LP:  For Charles Soule, what was it like making the transition from your work in Star Wars comics to Star Wars novels, and how did you personally approach the difficult task of writing Light of the Jedi, the kick-off novel for The High Republic— having to introduce all these new characters and this previously unexplored era of the Star Wars universe?

Charles Soule:  Shifting from comics to novels… I have written a couple of other [non-Star Wars] novels before Light of the Jedi, and so I know how to build a novel. I know the work involved in it, the way it goes through the many existential crises you have along the way when you’re creating a novel, and the path of it. So I kind of knew what I was getting into in terms of a process. As far as shifting from Star Wars comics to Star Wars novels, I love working in comics. I know a lot of us have done work in comics, and part of it is because it’s collaborative. But I also love writing novels, because you get to take the audience’s point of view and their attention and shift it wherever you want. You can go really deep into things in a way that can be more challenging to do in comics, and so I loved being able to take these concepts that we all build with The High Republic and really explore them.

I think a good example of that is the way the character Jedi Master Avar Kriss used the Force– the way that she experienced the Force as a song, as a giant symphonic piece of music. I’m a musician myself, so being able to write about the Force in a way that was personally meaningful was just awesome. I loved being able to shift from Star Wars comics to Star Wars novels. I still do a bunch of Star Wars comics and intend to keep doing them for some time to come, but the novel experience was great.

As far as this particular novel, Light of the Jedi being pretty important in terms of the overall launch of The High Republic— something that we’ve all been working on collectively for two and a half years– having a lot of the weight be on this novel was a challenge. It was intimidating, for sure, because I really did not want to screw it up. I wanted to make sure that I was giving value to the work that all of us had done, but fortunately I didn’t really have to do it by myself. I typed the words, but I had a crew [of authors crafting the project], plus [the Lucasfilm] Story Group, plus a bunch of other people who were really able to give me tons and tons of support. Star Wars has never really been made in a vacuum– I guess space is a vacuum, but you know what I mean. George Lucas didn’t make Star Wars by himself, and the same is true of Light of the Jedi. The same is true of everything we’ve all done here. We all did this together, and I don’t think any part of it would be as good if we hadn’t.

LP:  For Justina Ireland, your novel A Test of Courage is the middle-grade entry in this first phase of The High Republic. What is it about the Jedi that you think appeals to younger readers and what themes did you want to include in this story to help convey what the Jedi Order is all about?

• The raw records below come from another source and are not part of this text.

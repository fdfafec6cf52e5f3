//! Logging initialization.

use tracing_subscriber::{EnvFilter, fmt, prelude::*};

const DEFAULT_FILTER: &str = "info,vkr_scene=debug,vkr_rhi=debug";

/// Install the global tracing subscriber.
///
/// The filter comes from `RUST_LOG` when set, otherwise scene and GPU-layer
/// events are shown down to `debug`.
///
/// # Example
/// ```
/// vkr_core::init_logging();
/// tracing::info!("renderer starting");
/// ```
pub fn init_logging() {
    let filter =
        EnvFilter::try_from_default_env().unwrap_or_else(|_| EnvFilter::new(DEFAULT_FILTER));

    // A second call (several tests in one binary) keeps the first subscriber.
    let _ = tracing_subscriber::registry()
        .with(filter)
        .with(fmt::layer().with_target(true).with_thread_ids(true))
        .try_init();
}

#[cfg(test)]
mod tests {
    use super::*;

    #[test]
    fn test_default_filter_parses() {
        assert!(EnvFilter::try_new(DEFAULT_FILTER).is_ok());
    }

    #[test]
    fn test_init_twice_is_harmless() {
        init_logging();
        init_logging();
        tracing::debug!("logging initialised twice");
    }
}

Justina Ireland:  I mean, they’re space wizards. [laughs] I don’t know that there’s anything that doesn’t sound cool about that. So, every morning I start my day by watching The Today Show, which is god-awful, but it’s a nice rhythmic start to my day. I watch my local offering and at 7:00 The Today Show comes on, and they always have this thing called ‘The Morning Boost.’ And today’s ‘Morning Boost’ was the little black kid in front of the electric fireplace pretending he has super powers. He’s turning it on and his mom has the remote and he’s like, ‘I have powers!’ And his mom turns it off and he’s like, ‘Abracadabra!’ If you haven’t watched the video you can go find it. But the thing is that kids love the idea of being something extra– of being super. I think we all do, but when you’re a kid, it still seems possible, right?

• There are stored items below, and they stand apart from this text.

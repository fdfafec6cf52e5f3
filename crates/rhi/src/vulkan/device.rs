//! Vulkan logical device and queue management.
//!
//! [`Device`] owns the `ash::Device`, the graphics and present queues and the
//! gpu-allocator instance. Every Vulkan wrapper in this module holds an
//! `Arc<Device>`, so the device outlives all objects created from it.

use std::mem::ManuallyDrop;
use std::sync::{Arc, Mutex, MutexGuard, PoisonError};

use ash::vk;
use gpu_allocator::vulkan::{Allocator, AllocatorCreateDesc};
use tracing::{debug, info};

use super::instance::Instance;
use super::physical_device::{PhysicalDeviceInfo, QueueFamilyIndices};
use crate::error::RhiError;

/// Required device extensions.
const DEVICE_EXTENSIONS: &[&std::ffi::CStr] =
    &[ash::khr::swapchain::NAME, ash::khr::dynamic_rendering::NAME];

/// Destroys a freshly created `ash::Device` unless construction completes.
struct PendingDevice {
    device: ash::Device,
    armed: bool,
}

impl PendingDevice {
    fn finish(mut self) -> ash::Device {
        self.armed = false;
        self.device.clone()
    }
}

impl Drop for PendingDevice {
    fn drop(&mut self) {
        if self.armed {
            unsafe { self.device.destroy_device(None) };
            debug!("Logical device destroyed after failed initialization");
        }
    }
}

/// Vulkan logical device wrapper.
///
/// # Thread Safety
///
/// Shared through `Arc`. The allocator is behind a `Mutex`; queue submission
/// is only ever issued from the thread driving the frame loop.
pub struct Device {
    device: ash::Device,
    physical_device: vk::PhysicalDevice,
    allocator: ManuallyDrop<Mutex<Allocator>>,
    graphics_queue: vk::Queue,
    present_queue: vk::Queue,
    queue_families: QueueFamilyIndices,
}

impl Device {
    /// Creates the logical device with swapchain and dynamic rendering
    /// enabled, and initializes the memory allocator.
    ///
    /// # Errors
    ///
    /// Returns an error if device creation or allocator initialization fails;
    /// a device created before an allocator failure is destroyed.
    pub fn new(
        instance: &Instance,
        physical_device_info: &PhysicalDeviceInfo,
    ) -> Result<Arc<Self>, RhiError> {
        let queue_families = physical_device_info.queue_families;
        let (Some(graphics_family), Some(present_family)) =
            (queue_families.graphics_family, queue_families.present_family)
        else {
            return Err(RhiError::NoSuitableGpu);
        };

        let unique_families = queue_families.unique_families();
        let queue_priorities = [1.0f32];
        let queue_create_infos: Vec<vk::DeviceQueueCreateInfo> = unique_families
            .iter()
            .map(|&family| {
                vk::DeviceQueueCreateInfo::default()
                    .queue_family_index(family)
                    .queue_priorities(&queue_priorities)
            })
            .collect();

        debug!(
            "Creating {} queue(s) for families: {:?}",
            queue_create_infos.len(),
            unique_families
        );

        let mut features_1_3 = vk::PhysicalDeviceVulkan13Features::default()
            .dynamic_rendering(true)
            .synchronization2(true);

        let extension_names: Vec<*const std::ffi::c_char> =
            DEVICE_EXTENSIONS.iter().map(|ext| ext.as_ptr()).collect();

        let create_info = vk::DeviceCreateInfo::default()
            .queue_create_infos(&queue_create_infos)
            .enabled_extension_names(&extension_names)
            .push_next(&mut features_1_3);

        let pending = PendingDevice {
            device: unsafe {
                instance
                    .handle()
                    .create_device(physical_device_info.device, &create_info, None)?
            },
            armed: true,
        };

        info!(
            "Logical device created with {} extension(s)",
            DEVICE_EXTENSIONS.len()
        );

        let graphics_queue = unsafe { pending.device.get_device_queue(graphics_family, 0) };
        let present_queue = unsafe { pending.device.get_device_queue(present_family, 0) };

        let allocator = Allocator::new(&AllocatorCreateDesc {
            instance: instance.handle().clone(),
            device: pending.device.clone(),
            physical_device: physical_device_info.device,
            debug_settings: Default::default(),
            buffer_device_address: false,
            allocation_sizes: Default::default(),
        })?;

        info!("GPU memory allocator initialized");

        Ok(Arc::new(Self {
            device: pending.finish(),
            physical_device: physical_device_info.device,
            allocator: ManuallyDrop::new(Mutex::new(allocator)),
            graphics_queue,
            present_queue,
            queue_families,
        }))
    }

    /// Returns the Vulkan logical device handle.
    #[inline]
    pub fn handle(&self) -> &ash::Device {
        &self.device
    }

    #[inline]
    pub fn physical_device(&self) -> vk::PhysicalDevice {
        self.physical_device
    }

    #[inline]
    pub fn graphics_queue(&self) -> vk::Queue {
        self.graphics_queue
    }

    #[inline]
    pub fn present_queue(&self) -> vk::Queue {
        self.present_queue
    }

    #[inline]
    pub fn queue_families(&self) -> &QueueFamilyIndices {
        &self.queue_families
    }

    /// Locks the memory allocator. A poisoned lock is recovered, since the
    /// allocator state stays consistent across a panicking caller.
    pub fn allocator(&self) -> MutexGuard<'_, Allocator> {
        self.allocator
            .lock()
            .unwrap_or_else(PoisonError::into_inner)
    }

    /// Blocks until all queues are idle.
    pub fn wait_idle(&self) -> Result<(), RhiError> {
        unsafe { self.device.device_wait_idle()? };
        Ok(())
    }

    /// Blocks until the graphics queue is idle.
    pub fn wait_graphics_idle(&self) -> Result<(), RhiError> {
        unsafe { self.device.queue_wait_idle(self.graphics_queue)? };
        Ok(())
    }

    /// Submits to the graphics queue.
    ///
    /// # Safety
    ///
    /// The command buffers must be fully recorded and `fence`, if not null,
    /// must be unsignaled and not in use.
    pub unsafe fn submit_graphics(
        &self,
        submit_infos: &[vk::SubmitInfo<'_>],
        fence: vk::Fence,
    ) -> Result<(), RhiError> {
        unsafe {
            self.device
                .queue_submit(self.graphics_queue, submit_infos, fence)?;
        }
        Ok(())
    }
}

impl Drop for Device {
    fn drop(&mut self) {
        unsafe {
            if let Err(e) = self.device.device_wait_idle() {
                tracing::error!("Failed to wait for device idle during drop: {:?}", e);
            }
            // The allocator releases its memory blocks through the device.
            ManuallyDrop::drop(&mut self.allocator);
            self.device.destroy_device(None);
        }
        info!("Logical device destroyed");
    }
}

// Safety: ash::Device is a table of function pointers plus a handle, queue and
// physical device handles are plain values, and the allocator is behind a Mutex.
unsafe impl Send for Device {}
unsafe impl Sync for Device {}

#[cfg(test)]
mod tests {
    use super::*;

    #[test]
    fn test_device_extensions_defined() {
        assert!(DEVICE_EXTENSIONS.contains(&ash::khr::swapchain::NAME));
        assert!(DEVICE_EXTENSIONS.contains(&ash::khr::dynamic_rendering::NAME));
    }

    #[test]
    fn test_device_is_send_sync() {
        fn assert_send_sync<T: Send + Sync>() {}
        assert_send_sync::<Device>();
    }
}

If anybody’s like, ‘Justina, you’re 42. You could be president one day,’ I would laugh, because I would be like, ‘the previous 42 years of my life say no.’ I have baggage. Whereas when you’re eight, you have no baggage. Your baggage is you didn’t get to have pizza for lunch. So you get to come into the storytelling in such a fresh, open perspective that we don’t necessarily get with older fans, which is one of the reasons I always urge older fans, ‘go read the offerings for younger readers,’ because they’re so much fun. They’re so Star Wars without maybe some of the baggage we get once you’ve been a Star Wars fan for 40 years. One of the reasons I think the Jedi do appeal is because they have that chance to be something more than just the regular person. But what’s also cool, not just about the Jedi but about Star Wars in totality, is it’s always been a storytelling that’s welcomed child perspectives and hasn’t treated them as lesser-than.

I think that’s really something that as adults we don’t necessarily recognize with storytelling. As a parent in the modern age and going back and watching the things that I liked as a kid, the tonal shift in that storytelling, where we include parents in the storytelling now as opposed to making movies down to younger viewers– we have those jokes where the parents are going to get it and maybe not the kids in the room– that’s a newer thing for a lot of media, but not for Star Wars. You could go back and watch Star Wars things you watched as a kid– even the LEGO offering, which I know are not canon, but are still a lot of fun– there’s still something there. That’s the excitement about writing a kids’ book: I can write about big, heavy themes– grief and death and loss and how we deal with those things, but I can also write about little monkey-like creatures that are rainbow-colored and live in the trees. And I can do it in the same book, and nobody’s going to care. That’s the best thing about writing younger-reader stories: you have that latitude to make Star Wars just as fun as you want it to be, and just as serious as it usually is as well.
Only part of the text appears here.